Report every line below that carries the word "AnalyzerConfig".
Top of The data
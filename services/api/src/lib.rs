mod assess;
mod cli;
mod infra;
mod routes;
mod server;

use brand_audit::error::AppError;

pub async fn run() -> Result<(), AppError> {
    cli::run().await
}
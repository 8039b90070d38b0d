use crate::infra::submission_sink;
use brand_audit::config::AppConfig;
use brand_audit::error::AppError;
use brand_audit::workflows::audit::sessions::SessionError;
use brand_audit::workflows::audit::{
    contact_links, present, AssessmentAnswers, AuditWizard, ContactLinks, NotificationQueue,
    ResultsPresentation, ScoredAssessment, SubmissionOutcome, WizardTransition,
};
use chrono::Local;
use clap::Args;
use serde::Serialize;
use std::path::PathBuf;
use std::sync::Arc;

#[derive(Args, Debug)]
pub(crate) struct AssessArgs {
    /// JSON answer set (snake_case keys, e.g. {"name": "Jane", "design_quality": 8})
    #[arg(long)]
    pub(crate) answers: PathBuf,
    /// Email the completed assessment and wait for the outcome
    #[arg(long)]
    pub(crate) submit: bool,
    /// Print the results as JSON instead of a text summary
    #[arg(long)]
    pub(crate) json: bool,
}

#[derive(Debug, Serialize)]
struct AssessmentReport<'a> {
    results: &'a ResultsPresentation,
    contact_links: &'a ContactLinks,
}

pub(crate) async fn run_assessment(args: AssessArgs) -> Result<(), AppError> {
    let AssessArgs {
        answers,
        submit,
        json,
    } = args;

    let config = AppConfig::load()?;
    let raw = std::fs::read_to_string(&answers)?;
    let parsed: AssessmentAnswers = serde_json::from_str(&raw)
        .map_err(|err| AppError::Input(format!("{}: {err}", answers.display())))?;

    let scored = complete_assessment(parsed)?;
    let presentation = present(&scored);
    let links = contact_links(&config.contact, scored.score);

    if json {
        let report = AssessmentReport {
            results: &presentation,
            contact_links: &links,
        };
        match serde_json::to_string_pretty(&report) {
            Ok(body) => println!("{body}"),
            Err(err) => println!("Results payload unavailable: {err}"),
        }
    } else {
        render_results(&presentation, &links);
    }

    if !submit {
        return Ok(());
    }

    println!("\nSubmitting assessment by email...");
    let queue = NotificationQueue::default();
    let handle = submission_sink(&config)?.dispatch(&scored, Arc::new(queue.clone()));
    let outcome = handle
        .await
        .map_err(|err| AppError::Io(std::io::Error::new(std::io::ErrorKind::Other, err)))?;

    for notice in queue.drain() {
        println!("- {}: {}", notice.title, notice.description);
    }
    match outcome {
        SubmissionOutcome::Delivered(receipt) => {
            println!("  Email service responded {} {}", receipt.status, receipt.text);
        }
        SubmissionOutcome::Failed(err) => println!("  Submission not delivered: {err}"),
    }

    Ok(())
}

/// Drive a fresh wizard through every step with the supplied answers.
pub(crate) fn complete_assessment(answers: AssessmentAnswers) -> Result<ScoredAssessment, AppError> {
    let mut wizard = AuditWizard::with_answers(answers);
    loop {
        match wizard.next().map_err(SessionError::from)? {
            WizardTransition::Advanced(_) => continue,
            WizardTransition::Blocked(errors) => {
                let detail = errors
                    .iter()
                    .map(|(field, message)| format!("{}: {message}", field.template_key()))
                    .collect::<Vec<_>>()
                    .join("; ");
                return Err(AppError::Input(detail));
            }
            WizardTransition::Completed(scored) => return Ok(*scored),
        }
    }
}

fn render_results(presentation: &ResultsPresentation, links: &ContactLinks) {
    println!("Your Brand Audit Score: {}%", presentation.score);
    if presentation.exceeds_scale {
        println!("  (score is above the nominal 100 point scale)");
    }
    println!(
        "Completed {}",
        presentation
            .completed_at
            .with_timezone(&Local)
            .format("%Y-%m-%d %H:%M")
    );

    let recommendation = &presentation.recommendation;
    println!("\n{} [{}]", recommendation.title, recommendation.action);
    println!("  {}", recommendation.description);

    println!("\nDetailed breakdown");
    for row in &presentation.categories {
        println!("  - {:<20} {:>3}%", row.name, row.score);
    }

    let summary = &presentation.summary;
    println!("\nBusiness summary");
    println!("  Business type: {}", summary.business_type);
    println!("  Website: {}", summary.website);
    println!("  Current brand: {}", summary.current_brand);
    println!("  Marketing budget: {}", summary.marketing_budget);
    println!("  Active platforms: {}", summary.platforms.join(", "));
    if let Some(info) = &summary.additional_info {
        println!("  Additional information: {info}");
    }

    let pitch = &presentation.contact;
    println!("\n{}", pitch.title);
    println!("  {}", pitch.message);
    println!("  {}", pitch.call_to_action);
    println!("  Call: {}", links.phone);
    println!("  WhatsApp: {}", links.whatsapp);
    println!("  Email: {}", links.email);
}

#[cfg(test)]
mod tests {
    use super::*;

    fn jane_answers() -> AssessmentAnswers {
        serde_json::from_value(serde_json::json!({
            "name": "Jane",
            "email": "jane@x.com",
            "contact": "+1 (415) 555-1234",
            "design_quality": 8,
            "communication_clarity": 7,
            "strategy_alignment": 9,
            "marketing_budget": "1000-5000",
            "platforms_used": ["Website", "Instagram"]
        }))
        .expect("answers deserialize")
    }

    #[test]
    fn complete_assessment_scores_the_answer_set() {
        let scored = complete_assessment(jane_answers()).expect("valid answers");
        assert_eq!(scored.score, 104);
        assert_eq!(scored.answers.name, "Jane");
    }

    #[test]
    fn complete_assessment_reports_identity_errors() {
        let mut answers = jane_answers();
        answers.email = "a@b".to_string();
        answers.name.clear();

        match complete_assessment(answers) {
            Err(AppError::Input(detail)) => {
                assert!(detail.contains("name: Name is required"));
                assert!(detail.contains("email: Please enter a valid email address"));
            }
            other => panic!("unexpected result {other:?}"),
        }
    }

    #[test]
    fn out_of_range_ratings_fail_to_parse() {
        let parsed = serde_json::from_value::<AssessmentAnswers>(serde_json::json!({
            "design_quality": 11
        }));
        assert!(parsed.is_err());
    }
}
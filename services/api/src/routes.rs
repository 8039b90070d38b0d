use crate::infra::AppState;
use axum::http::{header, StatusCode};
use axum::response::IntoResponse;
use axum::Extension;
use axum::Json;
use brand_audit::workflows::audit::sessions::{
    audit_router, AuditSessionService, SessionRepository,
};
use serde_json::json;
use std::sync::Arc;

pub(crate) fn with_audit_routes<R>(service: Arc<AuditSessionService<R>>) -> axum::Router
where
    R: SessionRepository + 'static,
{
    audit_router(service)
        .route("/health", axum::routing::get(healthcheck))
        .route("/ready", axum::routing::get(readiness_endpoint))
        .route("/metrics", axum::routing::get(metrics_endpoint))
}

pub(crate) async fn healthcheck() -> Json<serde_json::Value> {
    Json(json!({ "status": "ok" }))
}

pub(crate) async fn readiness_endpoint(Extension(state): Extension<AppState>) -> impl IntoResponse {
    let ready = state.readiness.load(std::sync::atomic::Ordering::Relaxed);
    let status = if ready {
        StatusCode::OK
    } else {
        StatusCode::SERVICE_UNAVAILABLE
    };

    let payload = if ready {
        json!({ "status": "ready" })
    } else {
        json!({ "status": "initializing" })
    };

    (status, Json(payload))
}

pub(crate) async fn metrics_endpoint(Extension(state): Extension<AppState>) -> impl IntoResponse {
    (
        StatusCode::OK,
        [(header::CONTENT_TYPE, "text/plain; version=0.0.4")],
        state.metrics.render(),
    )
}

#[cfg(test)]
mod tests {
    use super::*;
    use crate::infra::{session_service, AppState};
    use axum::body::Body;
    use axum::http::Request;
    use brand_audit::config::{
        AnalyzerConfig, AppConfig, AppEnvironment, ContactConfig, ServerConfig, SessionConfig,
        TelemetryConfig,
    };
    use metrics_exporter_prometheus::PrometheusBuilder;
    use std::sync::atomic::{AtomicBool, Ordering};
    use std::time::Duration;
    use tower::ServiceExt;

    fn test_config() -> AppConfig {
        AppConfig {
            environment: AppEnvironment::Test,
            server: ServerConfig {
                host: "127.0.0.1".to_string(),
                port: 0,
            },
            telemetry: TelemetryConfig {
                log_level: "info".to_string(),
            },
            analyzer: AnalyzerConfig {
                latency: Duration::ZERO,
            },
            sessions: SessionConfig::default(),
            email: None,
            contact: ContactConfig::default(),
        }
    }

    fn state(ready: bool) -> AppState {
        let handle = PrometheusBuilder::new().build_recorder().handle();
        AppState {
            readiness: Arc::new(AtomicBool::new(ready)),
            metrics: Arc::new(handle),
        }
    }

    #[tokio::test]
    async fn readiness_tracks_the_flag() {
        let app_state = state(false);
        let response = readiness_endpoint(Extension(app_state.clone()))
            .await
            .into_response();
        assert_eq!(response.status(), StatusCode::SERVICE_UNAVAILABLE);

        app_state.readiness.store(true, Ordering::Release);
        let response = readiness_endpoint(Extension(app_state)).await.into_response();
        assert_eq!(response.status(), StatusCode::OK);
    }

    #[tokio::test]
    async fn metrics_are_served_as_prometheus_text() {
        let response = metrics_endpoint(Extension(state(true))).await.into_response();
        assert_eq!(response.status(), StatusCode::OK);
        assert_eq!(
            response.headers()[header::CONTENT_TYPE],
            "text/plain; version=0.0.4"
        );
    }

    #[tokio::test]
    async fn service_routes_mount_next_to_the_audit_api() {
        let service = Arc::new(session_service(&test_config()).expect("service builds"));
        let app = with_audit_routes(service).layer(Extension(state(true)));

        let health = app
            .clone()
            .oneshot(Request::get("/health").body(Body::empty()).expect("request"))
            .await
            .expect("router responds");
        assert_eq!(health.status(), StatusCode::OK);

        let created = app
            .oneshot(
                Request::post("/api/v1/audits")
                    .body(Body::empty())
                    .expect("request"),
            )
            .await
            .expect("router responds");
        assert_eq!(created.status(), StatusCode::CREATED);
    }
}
Bottom of The data
== Written answer ==
        AnalyzerConfig, AppConfig, AppEnvironment, ContactConfig, ServerConfig, SessionConfig,
            analyzer: AnalyzerConfig {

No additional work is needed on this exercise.